Deswegen hat Papst Franziskus das Heilige Jahr mit der Christmette an diesem Weihnachtsfest im Petersdom in Rom feierlich eröffnet und dabei dreimal an die sogenannte Heilige Pforte geschlagen, die sich dann von innen geöffnet hat. Weihnachten und die Öffnung der Heiligen Pforte haben ein und dieselbe Botschaft: der Zugang zu Gott ist nicht vermauert und verbarrikadiert, sondern unser Gott öffnet sich, gibt sich zu erkennen und wünscht nichts sehnlicher, als dass wir den Weg zu ihm finden und den Kontakt mit ihm halten.
Mit dieser Perspektive lässt sich leben und sterben. Der Heilige Stefanus, dessen Fest wir gleich am zweiten Feiertag begangen haben, stirbt mit den Worten auf den Lippen: „Ich sehe den Himmel offen“.
Vor einigen Jahren habe ich einmal im Urlaub in Frankreich in einem Museum eine Marienfigur bestaunt. Sie gehörte zur Gattung der vierge ouvrante. Wir übersetzen das gewöhnlich mit Schreinmadonna, wörtlich muss es wohl heißen: eine sich öffnenden Marienfigur. Sie ist so konstruiert, dass man sie aufklappen kann und dann meist schöne Gemälde von einzelnen Glaubensgeheimnissen findet, die Maria in ihrem Inneren erwogen hat. Es gab diese Figur sogar als Tabernakel: im Innern der Muttergottes wurde die Eucharistie aufbewahrt, also der Leib dessen, den Maria in ihrem Schoß getragen und dann zur Welt gebracht hat. Maria ist selber wie eine Pforte, die sich weit öffnet, um Christus in sich hineinzulassen. Damit wird Maria mir am Beginn des Heiligen Jahres zu einem guten Vorbild: Nicht nur Gott öffnet sich, sondern ich öffne ebenso mein Herz und mein ganzes Leben für ihn, damit er zu mir kommen kann. Die Heilige Pforte erinnert also nicht nur an Gott, sondern sie ist auch ein Bild für mein eigenes Leben: ich öffne mich wie eine Pforte und lassen ihn in mein Leben eintreten.

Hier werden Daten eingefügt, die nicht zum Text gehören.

use super::{
    ast::{
        DEFAULT_HEIGHT_DOTS, DEFAULT_WIDTH_DOTS, DrawCommand, FontSpec, LabelDocument,
        Orientation, Point,
    },
    diag::{Diagnostic, Span, codes},
    lexer::{Directive, Line, directives, lines, parse_uint, parse_uints},
};
use crate::symbology::Symbology;

/// Shorthand for building a `BTreeMap<String, String>` context from key-value pairs.
macro_rules! ctx {
    ($($k:expr => $v:expr),+ $(,)?) => {
        std::collections::BTreeMap::from([$(($k.into(), $v.into())),+])
    };
}

/// Result of parsing a ZPL input string.
#[derive(Debug, Clone, serde::Serialize)]
pub struct ParseResult {
    /// Document-level setup, with defaults applied.
    pub document: LabelDocument,
    /// Drawable fields in document order.
    pub commands: Vec<DrawCommand>,
    /// Findings about skipped or defaulted input. Never fatal.
    pub diagnostics: Vec<Diagnostic>,
}

// ─── Public API ─────────────────────────────────────────────────────────────

/// Parse ZPL text into a document and its draw commands.
///
/// Never fails: directives with unusable arguments are skipped (and
/// reported), unknown directives are ignored, and missing label dimensions
/// fall back to 600 x 400 dots.
pub fn parse_str(input: &str) -> ParseResult {
    lines(input)
        .iter()
        .fold(Fold::default(), Fold::apply_line)
        .finish()
}

// ─── Fold State ─────────────────────────────────────────────────────────────

/// Accumulator threaded through the lines of one document.
///
/// Field origin and font persist from line to line until a later `^FO` or
/// `^A` replaces them.
#[derive(Default)]
struct Fold {
    width: Option<u32>,
    height: Option<u32>,
    orientation: Option<Orientation>,
    origin: Point,
    font: Option<FontSpec>,
    commands: Vec<DrawCommand>,
    diagnostics: Vec<Diagnostic>,
}

/// Which barcode markers appeared before the field data.
#[derive(Default)]
struct BarcodeMarkers {
    qr: bool,
    code39: bool,
    ean13: bool,
    code128: bool,
}

impl BarcodeMarkers {
    fn any(&self) -> bool {
        self.qr || self.code39 || self.ean13 || self.code128
    }

    fn symbology(&self) -> Symbology {
        if self.qr {
            Symbology::Qr
        } else if self.code39 {
            Symbology::Code39
        } else if self.ean13 {
            Symbology::Ean13
        } else {
            Symbology::Code128
        }
    }
}

impl Fold {
    fn apply_line(mut self, line: &Line<'_>) -> Self {
        let dirs: Vec<Directive<'_>> = directives(line).collect();
        self.apply_setup(&dirs);
        self.apply_origin(&dirs);
        self.apply_font(&dirs);
        self.classify(line, &dirs);
        self
    }

    fn finish(mut self) -> ParseResult {
        if self.width.is_none() {
            self.diagnostics.push(
                Diagnostic::info(
                    codes::PARSER_DIMENSION_MISSING,
                    format!("no ^PW found; using default width of {DEFAULT_WIDTH_DOTS} dots"),
                    None,
                )
                .with_context(ctx!(
                    "directive" => "^PW",
                    "default" => DEFAULT_WIDTH_DOTS.to_string(),
                )),
            );
        }
        if self.height.is_none() {
            self.diagnostics.push(
                Diagnostic::info(
                    codes::PARSER_DIMENSION_MISSING,
                    format!("no ^LL found; using default length of {DEFAULT_HEIGHT_DOTS} dots"),
                    None,
                )
                .with_context(ctx!(
                    "directive" => "^LL",
                    "default" => DEFAULT_HEIGHT_DOTS.to_string(),
                )),
            );
        }
        if self.commands.is_empty() {
            self.diagnostics.push(Diagnostic::info(
                codes::PARSER_NO_FIELDS,
                "no drawable fields found",
                None,
            ));
        }

        ParseResult {
            document: LabelDocument {
                width_dots: self.width.unwrap_or(DEFAULT_WIDTH_DOTS),
                height_dots: self.height.unwrap_or(DEFAULT_HEIGHT_DOTS),
                orientation: self.orientation.unwrap_or_default(),
            },
            commands: self.commands,
            diagnostics: self.diagnostics,
        }
    }

    // ── Document setup ──────────────────────────────────────────────────

    fn apply_setup(&mut self, dirs: &[Directive<'_>]) {
        for d in dirs {
            if let Some(args) = d.strip("PW") {
                match dimension(args) {
                    Some(n) => set_once(&mut self.width, n, "^PW", d, &mut self.diagnostics),
                    None => self.malformed(d, "^PW", "expected a width of 1 to 32000 dots"),
                }
            } else if let Some(args) = d.strip("LL") {
                match dimension(args) {
                    Some(n) => set_once(&mut self.height, n, "^LL", d, &mut self.diagnostics),
                    None => self.malformed(d, "^LL", "expected a length of 1 to 32000 dots"),
                }
            } else if let Some(args) = d.strip("PO") {
                let orientation = match args.trim() {
                    "N" => Orientation::Normal,
                    "I" => Orientation::Rotated,
                    _ => {
                        self.malformed(d, "^PO", "expected N or I");
                        continue;
                    }
                };
                set_once(
                    &mut self.orientation,
                    orientation,
                    "^PO",
                    d,
                    &mut self.diagnostics,
                );
            }
        }
    }

    // ── Field state ─────────────────────────────────────────────────────

    fn apply_origin(&mut self, dirs: &[Directive<'_>]) {
        for d in dirs {
            let Some(args) = d.strip("FO") else { continue };
            match parse_uints::<2>(args) {
                Some([x, y]) => {
                    self.origin = Point::new(x, y);
                    return;
                }
                None => self.malformed(d, "^FO", "expected ^FO<x>,<y>"),
            }
        }
    }

    fn apply_font(&mut self, dirs: &[Directive<'_>]) {
        for d in dirs {
            let Some(args) = d.strip("A") else { continue };
            // ^A@ and similar select fonts by name; only ^A<alnum> is a font size.
            if !args.starts_with(|c: char| c.is_ascii_alphanumeric()) {
                continue;
            }
            let parsed = args.split_once(',').and_then(|(family, sizes)| {
                if !family.bytes().all(|b| b.is_ascii_alphanumeric()) {
                    return None;
                }
                let [width, height] = parse_uints::<2>(sizes)?;
                Some(FontSpec {
                    family: family.to_string(),
                    width,
                    height,
                })
            });
            match parsed {
                Some(font) => {
                    self.font = Some(font);
                    return;
                }
                None => self.malformed(d, "^A", "expected ^A<font>,<width>,<height>"),
            }
        }
    }

    // ── Field classification ────────────────────────────────────────────

    fn classify(&mut self, line: &Line<'_>, dirs: &[Directive<'_>]) {
        let span = Span::new(line.start, line.end());
        let field = dirs.iter().position(|d| d.body.starts_with("FD"));

        let mut markers = BarcodeMarkers::default();
        for d in &dirs[..field.unwrap_or(0)] {
            markers.qr |= d.body.starts_with("BQ");
            markers.code39 |= d.body.starts_with("B3");
            markers.ean13 |= d.body.starts_with("BE");
            markers.code128 |= d.body.starts_with("BC");
        }

        let closed = field.and_then(|i| {
            let data = dirs[i].strip("FD")?;
            dirs.get(i + 1).filter(|next| next.is("FS")).map(|_| data)
        });

        if let (Some(data), true) = (closed, markers.any()) {
            if self.non_empty(data, &dirs[field.unwrap_or(0)]) {
                self.commands.push(DrawCommand::Barcode {
                    origin: self.origin,
                    symbology: markers.symbology(),
                    data: data.to_string(),
                    span,
                });
            }
            return;
        }

        let has_separator = dirs.iter().any(|d| d.is("FS"));
        if let Some(gb) = dirs.iter().find(|d| d.body.starts_with("GB"))
            && has_separator
        {
            match gb.strip("GB").and_then(parse_uints::<3>) {
                Some([width, height, thickness]) => self.commands.push(DrawCommand::Box {
                    origin: self.origin,
                    width,
                    height,
                    thickness,
                    span,
                }),
                None => self.malformed(gb, "^GB", "expected ^GB<width>,<height>,<thickness>"),
            }
            return;
        }

        match (closed, field) {
            (Some(text), Some(i)) => {
                if self.non_empty(text, &dirs[i]) {
                    self.commands.push(DrawCommand::Text {
                        origin: self.origin,
                        text: text.to_string(),
                        font: self.font.clone(),
                        span,
                    });
                }
            }
            (None, Some(i)) => {
                let d = &dirs[i];
                self.diagnostics.push(
                    Diagnostic::warn(
                        codes::PARSER_FIELD_NOT_CLOSED,
                        "field data is not followed by ^FS; field skipped",
                        Some(Span::new(d.start, d.end())),
                    )
                    .with_context(ctx!("directive" => "^FD")),
                );
            }
            _ => {}
        }
    }

    // ── Diagnostics helpers ─────────────────────────────────────────────

    fn non_empty(&mut self, data: &str, fd: &Directive<'_>) -> bool {
        if !data.trim().is_empty() {
            return true;
        }
        self.diagnostics.push(
            Diagnostic::warn(
                codes::PARSER_EMPTY_FIELD_DATA,
                "field data is empty; field skipped",
                Some(Span::new(fd.start, fd.end())),
            )
            .with_context(ctx!("directive" => "^FD")),
        );
        false
    }

    fn malformed(&mut self, d: &Directive<'_>, code: &str, expected: &str) {
        self.diagnostics.push(
            Diagnostic::warn(
                codes::PARSER_MALFORMED_DIRECTIVE,
                format!("{code}: {expected}; directive skipped"),
                Some(Span::new(d.start, d.end())),
            )
            .with_context(ctx!("directive" => code, "found" => format!("^{}", d.body))),
        );
    }
}

/// Record a document setup value; the first occurrence wins.
fn set_once<T>(
    slot: &mut Option<T>,
    value: T,
    code: &str,
    d: &Directive<'_>,
    diagnostics: &mut Vec<Diagnostic>,
) where
    T: Copy + PartialEq + std::fmt::Debug,
{
    match slot {
        None => *slot = Some(value),
        Some(first) if *first != value => diagnostics.push(
            Diagnostic::info(
                codes::PARSER_CONFLICTING_SETUP,
                format!("{code} repeated with a different value; keeping the first"),
                Some(Span::new(d.start, d.end())),
            )
            .with_context(ctx!(
                "directive" => code,
                "kept" => format!("{first:?}"),
                "ignored" => format!("{value:?}"),
            )),
        ),
        Some(_) => {}
    }
}

/// Largest `^PW` / `^LL` value a printer accepts.
const MAX_DIMENSION_DOTS: u32 = 32_000;

fn dimension(args: &str) -> Option<u32> {
    parse_uint(args).filter(|n| (1..=MAX_DIMENSION_DOTS).contains(n))
}
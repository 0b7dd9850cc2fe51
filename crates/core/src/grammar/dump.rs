use super::parser::ParseResult;

/// Serialize a parse result (document, commands, diagnostics) to pretty JSON.
pub fn to_pretty_json(result: &ParseResult) -> Result<String, serde_json::Error> {
    serde_json::to_string_pretty(result)
}
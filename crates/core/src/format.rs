//! Label stock formats and their size in printer dots.
//!
//! This table is the single source of truth for label dimensions: the
//! template generator writes these values as `^PW`/`^LL`, and the directive
//! parser reads them back.

use std::fmt;
use std::str::FromStr;

use serde::{Deserialize, Serialize};

use crate::error::LabelError;

/// A supported label stock, named by its size in millimetres.
#[derive(Debug, Clone, Copy, PartialEq, Eq, Hash, Default, Serialize, Deserialize)]
pub enum LabelFormat {
    /// Alias for [`LabelFormat::Mm100x150`].
    #[default]
    #[serde(rename = "auto")]
    Auto,
    /// 100 x 150 mm shipping label.
    #[serde(rename = "100x150")]
    Mm100x150,
    /// 60 x 40 mm inventory label.
    #[serde(rename = "60x40")]
    Mm60x40,
    /// 58 x 100 mm receipt-width label.
    #[serde(rename = "58x100")]
    Mm58x100,
    /// 80 x 50 mm label.
    #[serde(rename = "80x50")]
    Mm80x50,
}

impl LabelFormat {
    /// Every format, in the order they are offered to users.
    pub const ALL: [LabelFormat; 5] = [
        LabelFormat::Auto,
        LabelFormat::Mm100x150,
        LabelFormat::Mm60x40,
        LabelFormat::Mm58x100,
        LabelFormat::Mm80x50,
    ];

    /// The format key as written by users (`"auto"`, `"60x40"`, ...).
    pub fn key(self) -> &'static str {
        match self {
            LabelFormat::Auto => "auto",
            LabelFormat::Mm100x150 => "100x150",
            LabelFormat::Mm60x40 => "60x40",
            LabelFormat::Mm58x100 => "58x100",
            LabelFormat::Mm80x50 => "80x50",
        }
    }

    /// Label size as `(width_dots, height_dots)`.
    pub fn dimensions(self) -> (u32, u32) {
        match self {
            LabelFormat::Auto | LabelFormat::Mm100x150 => (600, 400),
            LabelFormat::Mm60x40 => (240, 160),
            LabelFormat::Mm58x100 => (232, 400),
            LabelFormat::Mm80x50 => (320, 200),
        }
    }

    /// Look up a format key, falling back to [`LabelFormat::Auto`] for
    /// anything unknown.
    pub fn from_key_or_auto(key: &str) -> Self {
        key.parse().unwrap_or_default()
    }
}

impl FromStr for LabelFormat {
    type Err = LabelError;

    fn from_str(s: &str) -> Result<Self, Self::Err> {
        let wanted = s.trim().to_ascii_lowercase();
        LabelFormat::ALL
            .into_iter()
            .find(|f| f.key() == wanted)
            .ok_or_else(|| LabelError::UnknownFormat(s.to_string()))
    }
}

impl fmt::Display for LabelFormat {
    fn fmt(&self, f: &mut fmt::Formatter<'_>) -> fmt::Result {
        f.write_str(self.key())
    }
}

#[cfg(test)]
mod tests {
    use super::*;

    #[test]
    fn auto_aliases_100x150() {
        assert_eq!(
            LabelFormat::Auto.dimensions(),
            LabelFormat::Mm100x150.dimensions()
        );
    }

    #[test]
    fn every_format_has_positive_dimensions() {
        for format in LabelFormat::ALL {
            let (w, h) = format.dimensions();
            assert!(w > 0 && h > 0, "{format} has zero dimension");
        }
    }

    #[test]
    fn keys_round_trip_through_from_str() {
        for format in LabelFormat::ALL {
            assert_eq!(format.key().parse::<LabelFormat>().unwrap(), format);
        }
        assert_eq!("AUTO".parse::<LabelFormat>().unwrap(), LabelFormat::Auto);
    }

    #[test]
    fn unknown_key_is_rejected_strictly_and_defaulted_leniently() {
        assert_eq!(
            "4x6".parse::<LabelFormat>(),
            Err(LabelError::UnknownFormat("4x6".into()))
        );
        assert_eq!(LabelFormat::from_key_or_auto("4x6"), LabelFormat::Auto);
    }

    #[test]
    fn serde_uses_format_keys() {
        let json = serde_json::to_string(&LabelFormat::Mm58x100).unwrap();
        assert_eq!(json, "\"58x100\"");
        let back: LabelFormat = serde_json::from_str("\"80x50\"").unwrap();
        assert_eq!(back, LabelFormat::Mm80x50);
    }
}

Bei mir klopft aber nicht nur Gott an. Immer wieder sind es Menschen, die anklopfen und den Kontakt, das Gespräch, die Begegnung, Unterstützung und Hilfe suchen. Papst Franziskus hat zum Heiligen Jahr uns allen die „Türen der Gastfreundschaft“ ans Herz gelegt (Bulle zum Hl. Jahr 13). Keiner soll vergeblich klopfen: Kranke, junge Menschen, Migranten, alte, Milliarden von Armen… Denn: „ich war fremd (ich habe bei euch angeklopft) und ihr habt mich aufgenommen“ (Mt 25, 35). Schön, dass Papst Franziskus neben den Heiligen Pforten an den großen Basiliken in Rom eine weitere in einem Gefängnis eröffnet hat. Gerade den Gefangenen soll dadurch die Möglichkeit von Vergebung und Versöhnung aufleuchten.
Wir gehen in das Jahr 2025 herüber, das Heilige Jahr. Möge es für uns alle ein Jahr werden, in dem wir möglichst viele Türen offenhalten: die Tür meines eigenen Lebens und Herzens, die Tür zu Gott, die ich jeden Tag in Gebet und Sakrament neu durchschreiten kann, und die Tür zu meinen Mitmenschen.